By crunching the data, they were able to formulate an objective top ten of the most important leadership skills. We’ll take a look at the top five here, and the next five in another post on leadership skills next week.
Inspire and motivate
The report authors found “great leaders create a vision of the future that is vivid and compelling”, and that means a motivated workforce that will fight to achieve that vision, through helping both customers and communities.
Show honesty and integrity
The authors’ research shows that great leaders display honesty, transparency and integrity. In another report, business consultant Kristin Chapman says: “It may not be enough for you to simply tell the truth when challenged or to turn in accurate expense reports.
“To be known for your integrity, honesty, and trust, you may need to demonstrate more personal courage; you may need to create an environment that is more open and transparent; or, you may need to build a stronger sense of teamwork and cooperation.”
Solve problems and analyse issues
The authors point out that great leaders are there both to solve organisational skills and to exploit opportunities in their sector. This requires what they call “above-average people skills”.
Show the drive for results
Some people are what the authors describe as “happy to watch the world go by”. Not so with great leaders; they are results-driven and will do whatever is needed to effect they change that they, and their organisation, wish to see.

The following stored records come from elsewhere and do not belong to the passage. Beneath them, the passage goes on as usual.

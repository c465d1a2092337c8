use std::env::VarError;
use std::str::FromStr;

use anyhow::anyhow;

use crate::api::overpass::DEFAULT_ENDPOINT;
use crate::bounds::Viewport;

pub const REQUIRED_VARIABLES: &[&str] = &["LISTEN_PORT"];

const DEFAULT_LATITUDE: f64 = 35.681262;
const DEFAULT_LONGITUDE: f64 = 139.766403;

pub struct Config {
    pub listen_port: u16,
    pub overpass_url: String,
    pub initial_viewport: Viewport,
}

impl Config {
    pub fn env() -> anyhow::Result<Self> {
        let listen_port = parse("LISTEN_PORT", &env("LISTEN_PORT")?)?;
        let overpass_url = optional("OVERPASS_URL")?.unwrap_or_else(|| DEFAULT_ENDPOINT.to_string());

        let latitude = match optional("INITIAL_LATITUDE")? {
            Some(v) => parse("INITIAL_LATITUDE", &v)?,
            None => DEFAULT_LATITUDE,
        };
        let longitude = match optional("INITIAL_LONGITUDE")? {
            Some(v) => parse("INITIAL_LONGITUDE", &v)?,
            None => DEFAULT_LONGITUDE,
        };

        Ok(Self {
            listen_port,
            overpass_url,
            initial_viewport: Viewport::around(latitude, longitude),
        })
    }

    pub fn log(&self) {
        log::info!("listen port: {}", self.listen_port);
        log::info!("overpass endpoint: {}", self.overpass_url);
        log::info!(
            "initial viewport: ({}, {})",
            self.initial_viewport.center_latitude,
            self.initial_viewport.center_longitude
        );
    }
}

fn env(name: &str) -> anyhow::Result<String> {
    std::env::var(name).map_err(|e| match e {
        VarError::NotPresent => anyhow!("{name} not set"),
        VarError::NotUnicode(_) => anyhow!("{name} value is not valid unicode"),
    })
}

fn optional(name: &str) -> anyhow::Result<Option<String>> {
    match std::env::var(name) {
        Ok(v) => Ok(Some(v)),
        Err(VarError::NotPresent) => Ok(None),
        Err(VarError::NotUnicode(_)) => Err(anyhow!("{name} value is not valid unicode")),
    }
}

fn parse<T>(name: &str, value: &str) -> anyhow::Result<T>
where
    T: FromStr,
    T::Err: std::fmt::Display,
{
    value
        .trim()
        .parse()
        .map_err(|e| anyhow!("{name}={value:?} is invalid: {e}"))
}

#[cfg(test)]
mod tests {
    use super::*;

    #[test]
    fn parse_reports_variable_name() {
        let err = parse::<u16>("LISTEN_PORT", "eighty").unwrap_err();
        assert!(err.to_string().contains("LISTEN_PORT"));

        assert_eq!(parse::<u16>("LISTEN_PORT", " 8080 ").unwrap(), 8080);
        assert_eq!(parse::<f64>("INITIAL_LATITUDE", "35.5").unwrap(), 35.5);
    }
}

We are all familiar with people who put “great communication skills” on their CV. But what does that mean? It’s a sign of a great leader that they communicate powerfully and prolifically with their team members, whether that be by email, on the phone, in one-to-one meetings or by public speaking, addressing both the workforce and customers or other external stakeholders. The authors state, “Leaders don’t talk about communicating– they just do it.”